Monster Arcade MAME arcade cabinet. Plug for audio in and head phones out using a Neutrik plug.

The backside of the plug with all the cables soldered to the solder cups.

Monster Arcade MAME arcade cabinet. Plug for audio in and head phones out using a Neutrik plug. This is the backside of the plug

This is the special cable (XLR and mini jack plugs) for attaching an external sound source. The XLR connector goes into the Netrik plug while the mini jack goes to the music device.

Monster Arcade MAME arcade cabinet. Cable for sound input.

9 comments on “Monster Arcade Sr.

  1. Kudos, this is a very clean build 🙂 Do you know which monitor you used in the cabinet?
    Inspired by your post, I am now in the process of ordering the same kit and build my own Arcade Station.

  2. Thanks! It’s an old 22 inch Samsung SyncMaster LCD (4:3 format) that I’ve had since before everything went widescreen… ? The resolution is 1600×1200 and the refresh rate is ridiculous – 25 ms if I remember correctly. The color was grey/silver so I painted the front black with some glossy spray paint.
    It’s a cool flat pack kit and it takes a few hours before it is standing and the real work with the electronic’s start. Good luck with the build.
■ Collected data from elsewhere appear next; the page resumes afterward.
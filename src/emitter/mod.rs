//! # Emitter Module
//!
//! The advertisement side of Phoenix: fuses sensors into a payload each
//! tick, picks the next transmission interval from the device's
//! condition, and drives the platform peripheral.
//!
//! This module handles:
//! - The Idle → Starting → Advertising → Stopping lifecycle
//! - Per-tick payload build (fusion + codec + framing)
//! - Adaptive cadence (emergencies dominate battery saving)
//! - Best-effort teardown; outstanding ticks after stop are no-ops

pub mod fusion;

pub use fusion::{FusionOutput, SensorFusion};

use tokio::sync::oneshot;
use tokio::time::{sleep, Duration};
use tracing::{debug, info, warn};

use crate::beacon::{encode_payload, wrap_frame, BeaconFields, BeaconFlags};
use crate::config::{Config, EmitterConfig, RadioConfig};
use crate::error::{PhoenixError, Result};
use crate::platform::{Clock, Peripheral, RadioState, Rng, SensorSuite};

/// Battery percentage below which the critical cadence applies
const CRITICAL_BATTERY_PCT: f64 = 10.0;

/// Emitter lifecycle state
#[derive(Debug, Clone, Copy, PartialEq, Eq)]
pub enum EmitterStatus {
    Idle,
    Starting,
    Advertising,
    Stopping,
    Error,
}

/// Pick the next transmission interval from the packet just built
///
/// Priority order, first match wins: emergencies, critical battery,
/// low battery, motion, idle.
pub fn next_interval_ms(flags: &BeaconFlags, battery_pct: f64, config: &EmitterConfig) -> u64 {
    if flags.is_emergency() {
        config.interval_emergency_ms
    } else if battery_pct < CRITICAL_BATTERY_PCT {
        config.interval_critical_ms
    } else if flags.low_battery {
        config.interval_power_save_ms
    } else if flags.motion_detected {
        config.interval_active_ms
    } else {
        config.interval_normal_ms
    }
}

/// The emitter: owns its peripheral, sensors and fusion state
///
/// All mutation happens on the task that owns the value; platform
/// calls are awaited in place, never raced.
pub struct Emitter<P, S, C> {
    peripheral: P,
    sensors: S,
    clock: C,
    radio: RadioConfig,
    config: EmitterConfig,
    device_id: u32,
    fusion: SensorFusion,
    status: EmitterStatus,
    boot_ms: Option<u64>,
}

impl<P: Peripheral, S: SensorSuite, C: Clock> Emitter<P, S, C> {
    /// Create an emitter
    ///
    /// The device identity comes from configuration when present,
    /// otherwise it is drawn from the entropy source once and kept for
    /// the process lifetime.
    pub fn new(peripheral: P, sensors: S, clock: C, config: &Config, rng: &mut dyn Rng) -> Self {
        let device_id = config.emitter.device_id.unwrap_or_else(|| rng.next_u32());
        Self {
            peripheral,
            sensors,
            clock,
            radio: config.radio.clone(),
            config: config.emitter.clone(),
            device_id,
            fusion: SensorFusion::new(&config.emitter),
            status: EmitterStatus::Idle,
            boot_ms: None,
        }
    }

    pub fn status(&self) -> EmitterStatus {
        self.status
    }

    pub fn device_id(&self) -> u32 {
        self.device_id
    }

    /// Assert or clear the external SOS input
    pub fn set_sos(&mut self, active: bool) {
        self.fusion.set_sos(active);
    }

    /// Enter the advertising state
    ///
    /// Idempotent: calling while already advertising is a no-op.
    /// Individual sensor-stream failures are logged and non-fatal.
    ///
    /// # Errors
    ///
    /// Returns `BleUnavailable` when the adapter is not powered on; the
    /// emitter stays Idle.
    pub async fn start_advertising(&mut self) -> Result<()> {
        if self.status == EmitterStatus::Advertising {
            return Ok(());
        }
        self.status = EmitterStatus::Starting;

        self.peripheral.initialize().await?;
        let state = self.peripheral.state();
        if state != RadioState::PoweredOn {
            self.status = EmitterStatus::Idle;
            return Err(PhoenixError::BleUnavailable { state });
        }

        for modality in self.sensors.start().await {
            warn!(
                "{}, continuing without it",
                PhoenixError::SensorUnavailable { modality }
            );
        }

        if self.boot_ms.is_none() {
            self.boot_ms = Some(self.clock.now_ms());
        }

        self.status = EmitterStatus::Advertising;
        info!("emitter {:08X} advertising", self.device_id);
        Ok(())
    }

    /// Leave the advertising state (best effort, idempotent)
    ///
    /// Cancels the pending tick by state change; peripheral and sensor
    /// stop failures are not fatal.
    pub async fn stop_advertising(&mut self) {
        if self.status == EmitterStatus::Idle {
            return;
        }
        self.status = EmitterStatus::Stopping;
        if let Err(e) = self.peripheral.stop_advertising().await {
            debug!("peripheral stop failed: {}", e);
        }
        self.sensors.stop().await;
        self.status = EmitterStatus::Idle;
        info!("emitter stopped");
    }

    /// Drive the transmit loop until shutdown fires or transmission fails
    pub async fn run(&mut self, mut shutdown: oneshot::Receiver<()>) -> Result<()> {
        self.start_advertising().await?;

        loop {
            if self.status != EmitterStatus::Advertising {
                break;
            }
            let interval_ms = self.advertise_once().await?;

            tokio::select! {
                _ = sleep(Duration::from_millis(interval_ms)) => {}
                _ = &mut shutdown => {
                    self.stop_advertising().await;
                    break;
                }
            }
        }
        Ok(())
    }

    /// Build and hand one advertisement to the peripheral
    ///
    /// Returns the interval until the next tick. A tick arriving after
    /// stop is a no-op returning the idle interval.
    ///
    /// # Errors
    ///
    /// A peripheral refusal surfaces as `Transmission`; the emitter
    /// transitions through Error back to Idle and does not retry within
    /// the current tick.
    pub async fn advertise_once(&mut self) -> Result<u64> {
        if self.status != EmitterStatus::Advertising {
            return Ok(self.config.interval_normal_ms);
        }

        let now_ms = self.clock.now_ms();
        let snapshot = self.sensors.snapshot().await;
        let fused = self.fusion.fuse(&snapshot, now_ms);

        let boot_ms = self.boot_ms.unwrap_or(now_ms);
        let fields = BeaconFields {
            device_id: self.device_id,
            latitude: fused.latitude,
            longitude: fused.longitude,
            altitude_msl_m: fused.altitude_msl_m,
            relative_altitude_cm: fused.relative_altitude_cm,
            battery_pct: fused.battery_pct,
            timestamp_s: ((now_ms.saturating_sub(boot_ms)) / 1000) as f64,
            flags: fused.flags,
        };
        let frame = wrap_frame(&encode_payload(&fields), self.radio.company_id);

        // Stop before start forces a data refresh; stop errors are ignored
        if let Err(e) = self.peripheral.stop_advertising().await {
            debug!("pre-tick stop failed: {}", e);
        }
        if let Err(e) = self.peripheral.start_advertising(frame).await {
            self.status = EmitterStatus::Error;
            self.stop_advertising().await;
            return Err(e);
        }

        let interval_ms = next_interval_ms(&fused.flags, fused.battery_pct, &self.config);
        debug!(
            flags = fused.flags.to_byte(),
            battery = fused.battery_pct,
            next_ms = interval_ms,
            "advertisement refreshed"
        );
        Ok(interval_ms)
    }
}

#[cfg(test)]
mod tests {
    use super::*;
    use crate::beacon::{decode_payload, unwrap_frame, ACCEPTED_COMPANY_IDS, FRAME_LEN};
    use crate::platform::mocks::{FakeClock, FixedRng, MockPeripheral, MockSensors};
    use crate::platform::{AccelSample, BatterySample, LocationSample, SensorSnapshot};

    fn test_config() -> Config {
        Config::default()
    }

    fn quiet_snapshot() -> SensorSnapshot {
        SensorSnapshot {
            accel: Some(AccelSample {
                x: 0.0,
                y: 0.0,
                z: 1.0,
            }),
            ..Default::default()
        }
    }

    fn emitter_with(
        peripheral: MockPeripheral,
        snapshots: Vec<SensorSnapshot>,
        clock: FakeClock,
    ) -> Emitter<MockPeripheral, MockSensors, FakeClock> {
        Emitter::new(
            peripheral,
            MockSensors::new(snapshots),
            clock,
            &test_config(),
            &mut FixedRng(0xDEAD_BEEF),
        )
    }

    #[test]
    fn test_cadence_priority() {
        let config = EmitterConfig::default();

        let quiet = BeaconFlags::default();
        assert_eq!(next_interval_ms(&quiet, 80.0, &config), 5_000);

        let moving = BeaconFlags {
            motion_detected: true,
            ..Default::default()
        };
        assert_eq!(next_interval_ms(&moving, 80.0, &config), 3_000);

        let low = BeaconFlags {
            low_battery: true,
            motion_detected: true,
            ..Default::default()
        };
        assert_eq!(next_interval_ms(&low, 15.0, &config), 10_000);

        assert_eq!(next_interval_ms(&low, 5.0, &config), 15_000);
    }

    #[test]
    fn test_emergency_dominates_battery() {
        let config = EmitterConfig::default();
        let sos = BeaconFlags {
            sos_activated: true,
            low_battery: true,
            ..Default::default()
        };
        // Emergencies win even at 5% battery
        assert_eq!(next_interval_ms(&sos, 5.0, &config), 1_000);

        let fall = BeaconFlags {
            fall_detected: true,
            ..Default::default()
        };
        assert_eq!(next_interval_ms(&fall, 3.0, &config), 1_000);
    }

    #[tokio::test]
    async fn test_start_requires_powered_on_adapter() {
        let peripheral = MockPeripheral::with_state(RadioState::Unauthorized);
        let mut emitter = emitter_with(peripheral, vec![quiet_snapshot()], FakeClock::new());

        let result = emitter.start_advertising().await;
        assert!(matches!(
            result,
            Err(PhoenixError::BleUnavailable {
                state: RadioState::Unauthorized
            })
        ));
        assert_eq!(emitter.status(), EmitterStatus::Idle);
    }

    #[tokio::test]
    async fn test_start_is_idempotent() {
        let peripheral = MockPeripheral::new();
        let mut emitter = emitter_with(peripheral, vec![quiet_snapshot()], FakeClock::new());

        emitter.start_advertising().await.unwrap();
        emitter.start_advertising().await.unwrap();
        assert_eq!(emitter.status(), EmitterStatus::Advertising);
    }

    #[tokio::test]
    async fn test_advertise_once_emits_valid_frame() {
        let peripheral = MockPeripheral::new();
        let clock = FakeClock::new();
        let snapshot = SensorSnapshot {
            location: Some(LocationSample {
                latitude: 37.422,
                longitude: -122.084,
                altitude_m: 12.0,
                accuracy_m: 10.0,
            }),
            battery: BatterySample {
                level: 0.87,
                charging: false,
            },
            ..quiet_snapshot()
        };
        let mut emitter = emitter_with(peripheral.clone(), vec![snapshot], clock.clone());

        emitter.start_advertising().await.unwrap();
        clock.advance(2_500);
        let interval = emitter.advertise_once().await.unwrap();

        let frames = peripheral.advertised_frames();
        assert_eq!(frames.len(), 1);
        assert_eq!(frames[0].len(), FRAME_LEN);

        let (company_id, payload_bytes) = unwrap_frame(&frames[0], &ACCEPTED_COMPANY_IDS).unwrap();
        assert_eq!(company_id, 0x004C);

        let payload = decode_payload(&payload_bytes).unwrap();
        assert_eq!(payload.device_id, 0xDEAD_BEEF);
        assert!(payload.flags.gps_valid);
        assert_eq!(payload.battery_pct, 87);
        assert_eq!(payload.timestamp_s, 2);

        // Quiet device at healthy battery: idle cadence
        assert_eq!(interval, 5_000);

        // Data refresh forces a stop before every start
        assert!(*peripheral.stop_count.lock().unwrap() >= 1);
    }

    #[tokio::test]
    async fn test_transmission_failure_returns_to_idle() {
        let peripheral = MockPeripheral::new();
        peripheral.set_fail_start(true);
        let mut emitter = emitter_with(peripheral, vec![quiet_snapshot()], FakeClock::new());

        emitter.start_advertising().await.unwrap();
        let result = emitter.advertise_once().await;
        assert!(matches!(result, Err(PhoenixError::Transmission { .. })));
        assert_eq!(emitter.status(), EmitterStatus::Idle);
    }

    #[tokio::test]
    async fn test_tick_after_stop_is_noop() {
        let peripheral = MockPeripheral::new();
        let mut emitter = emitter_with(peripheral.clone(), vec![quiet_snapshot()], FakeClock::new());

        emitter.start_advertising().await.unwrap();
        emitter.stop_advertising().await;
        assert_eq!(emitter.status(), EmitterStatus::Idle);

        emitter.advertise_once().await.unwrap();
        assert!(peripheral.advertised_frames().is_empty());
    }

    #[tokio::test]
    async fn test_stop_is_idempotent() {
        let peripheral = MockPeripheral::new();
        let mut emitter = emitter_with(peripheral, vec![quiet_snapshot()], FakeClock::new());

        emitter.stop_advertising().await;
        emitter.stop_advertising().await;
        assert_eq!(emitter.status(), EmitterStatus::Idle);
    }

    #[tokio::test]
    async fn test_device_id_from_config_or_entropy() {
        let mut config = test_config();
        config.emitter.device_id = Some(0x0102_0304);
        let emitter = Emitter::new(
            MockPeripheral::new(),
            MockSensors::new(vec![]),
            FakeClock::new(),
            &config,
            &mut FixedRng(0xFFFF_FFFF),
        );
        assert_eq!(emitter.device_id(), 0x0102_0304);

        let emitter = Emitter::new(
            MockPeripheral::new(),
            MockSensors::new(vec![]),
            FakeClock::new(),
            &test_config(),
            &mut FixedRng(0xCAFE_F00D),
        );
        assert_eq!(emitter.device_id(), 0xCAFE_F00D);
    }

    #[tokio::test]
    async fn test_sos_accelerates_cadence() {
        let peripheral = MockPeripheral::new();
        let mut emitter = emitter_with(peripheral.clone(), vec![quiet_snapshot()], FakeClock::new());

        emitter.start_advertising().await.unwrap();
        emitter.set_sos(true);
        let interval = emitter.advertise_once().await.unwrap();
        assert_eq!(interval, 1_000);

        let (_, payload_bytes) =
            unwrap_frame(&peripheral.advertised_frames()[0], &ACCEPTED_COMPANY_IDS).unwrap();
        assert!(decode_payload(&payload_bytes).unwrap().flags.sos_activated);
    }
}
  3. Thanks for the Answer. I guess it is the Samsung Syncmaster 214T. It has 8ms and 21.3″. I have an old NEC 2190Uxp with the same specs. I think there are no bigger 4:3 LCD Monitors than that. I placed my order for the flat pack now 🙂

  4. Really cool build. I have a similar kit which I’m setting up. Just wondering: how did you mount your screen in the cabinet? Maybe you can share some pictures? The kit I have has nothing to mount a monitor 🙁 so I need an idea what would work.
    All the best, Sebastian
    EDIT: Just saw the second page with one picture of your screen setup 🙂 Still would be great if you have some additionally ones. Thx, Sebastian

  5. Hi Sebastian and thanks 🙂 There was no monitor mount in the kit I got from Arcadeworlduk.com either. I guess they want people to have the choice of installing either an old CRT monitor or an LCD. I assume that you want to install an LCD monitor? If so, I used a piece of melamine faced particle board that was cut in size and mounted some metal brackets on the sides as seen here (link). The board was approximately 25 cm (10 inches) wide. I then used a cheap ‘VESA 100’ TV mount and attached it to the particle board using some bolts and nuts (link). The second half of the VESA bracket was fastened to the backside of the monitor. I then used some clamps and some small pieces of wood to hold the particle board and monitor in place to make sure everything was looking as desired (link). Hereafter, I simply fastened the metal brackets with some screws to the sides of the cabinet and that was pretty much about it.

    Good luck with your project 🙂

  6. He he…so we have more or less the same kit. I also ordered it from arcadeworlduk.com. Thank you for the detailed instruction. I guess I will try that. I will put an old 19″ 4:3 LCD Monitor in.
    Overall your blog post is an awesome instruction for a lot of the assembling question I’ve had so far. Also it gave me some new ideas on how to tweak it. Thx 🙂

  7. It’s a very cool kit and everything fits perfectly. Glad you liked the blog post. You may also be interested in another arcade cabinet build that I did. You can find it here (link).